Refineries running into unprecedented numbers of "technical problems" all around the same time makes me rather suspicious. Anyone remember all those technical problems the power industry in California suddenly ran into when doing so would make them a pile of money?

Yeah, exactly.

Get ready to be bent over the table this summer. Everything is going to go wrong, bet on it. Things tend to all go wrong when those who control whether they go wrong or not make billions from things just not working out.

And hey, there are no elections coming up this year and the regulators won't investigate, bank on it.
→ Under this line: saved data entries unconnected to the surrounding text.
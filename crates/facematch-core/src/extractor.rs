//! Image bytes → detected faces with embeddings.

use crate::detector::{DetectorError, FaceDetector};
use crate::recognizer::{FaceRecognizer, RecognizerError};
use crate::types::Detection;
use image::RgbImage;
use thiserror::Error;

#[derive(Error, Debug)]
pub enum ExtractionError {
    #[error("image could not be decoded: {0}")]
    Decode(#[from] image::ImageError),
    #[error("no face detected in image")]
    NoFaceDetected,
    #[error("detector error: {0}")]
    Detector(#[from] DetectorError),
    #[error("recognizer error: {0}")]
    Recognizer(#[from] RecognizerError),
}

impl ExtractionError {
    /// Whether the failure is the caller's input (bad image, no face) rather
    /// than a fault in the models.
    pub fn is_input_error(&self) -> bool {
        matches!(
            self,
            Self::Decode(_) | Self::NoFaceDetected | Self::Detector(DetectorError::EmptyImage)
        )
    }
}

/// Converts an encoded image into zero or more face detections.
///
/// Zero faces above `min_confidence` is `Ok(vec![])`, not an error. The order
/// of the returned detections carries no meaning.
pub trait Extractor: Send {
    fn extract(&mut self, image: &[u8], min_confidence: f32) -> Result<Vec<Detection>, ExtractionError>;
}

/// Decode any supported image format into RGB8.
pub fn decode_rgb(image: &[u8]) -> Result<RgbImage, ExtractionError> {
    Ok(image::load_from_memory(image)?.to_rgb8())
}

/// SCRFD + ArcFace pipeline.
pub struct OnnxExtractor {
    detector: FaceDetector,
    recognizer: FaceRecognizer,
}

impl OnnxExtractor {
    pub fn new(detector: FaceDetector, recognizer: FaceRecognizer) -> Self {
        Self { detector, recognizer }
    }

    /// Load both models; fails fast if either file is missing.
    pub fn load(scrfd_path: &str, arcface_path: &str) -> Result<Self, ExtractionError> {
        let detector = FaceDetector::load(scrfd_path)?;
        let recognizer = FaceRecognizer::load(arcface_path)?;
        Ok(Self::new(detector, recognizer))
    }
}

impl Extractor for OnnxExtractor {
    fn extract(&mut self, image: &[u8], min_confidence: f32) -> Result<Vec<Detection>, ExtractionError> {
        let rgb = decode_rgb(image)?;
        let faces = self.detector.detect(&rgb, min_confidence)?;

        let mut detections = Vec::with_capacity(faces.len());
        for bbox in faces {
            let embedding = self.recognizer.extract(&rgb, &bbox)?;
            detections.push(Detection { bbox, embedding });
        }

        tracing::debug!(
            width = rgb.width(),
            height = rgb.height(),
            faces = detections.len(),
            "extracted face embeddings"
        );
        Ok(detections)
    }
}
However, Congressional subpoenas rock. I suggest subpoenaing not CEO's, but technicians and low level managers from the various plants.


Ian Welsh May 2, 2007 - 5:19pm
( categories: Miscellany | Analysis | Global Energy )

It does smell like some sort of textbook ENRONISM, by any means, create a shortage then blame it on old equipment.
Don't you think that with all those profits the oil co could build a few reffineries a year, heck even 2 a year would not be luxury, and bessides most of america's petroleum comes from Canada.
The situation is starting to reek big time. hey isn't big time Cheney's nickname. Doh!

Jelco Cathlon May 2, 2007 - 6:05pm

For the purposes of plausible deniability, one could always just cut the maintenance budget.

lpetrazickis May 2, 2007 - 7:22pm

It takes a long time to build refineries, though it's reaching the point where that excuse is a bit hollow. But certainly cutting back on maintainence has very high plausible deniability.

Ian Welsh May 2, 2007 - 7:41pm

It certainly is true of oil, since it is a product with an inelastic demand curve, that shortages increase short-term profits. So oil companies would have motivation to systematically underinvest.

But there is an other explanation no more rosy. There was a lovely piece in the Economist recently about how the people who worked at BP's Texas City refinery were sure something bad was going to happen before the big fire that killed twentysomething and injured over 100 more. (That's a lot, considering that refineries generally do not have many people working at them.) The reason was that upper management simply hacked away at the maintenance budget until things blew up. It was just money to them. And less money spent on maintenance always seemed better. It has been argued that upper management would have given the necessary money had there been a push-back, but the Texas culture did not operate that way. "No maintenance budget, Sir. Yes. Sir." Reminds us of other stuff...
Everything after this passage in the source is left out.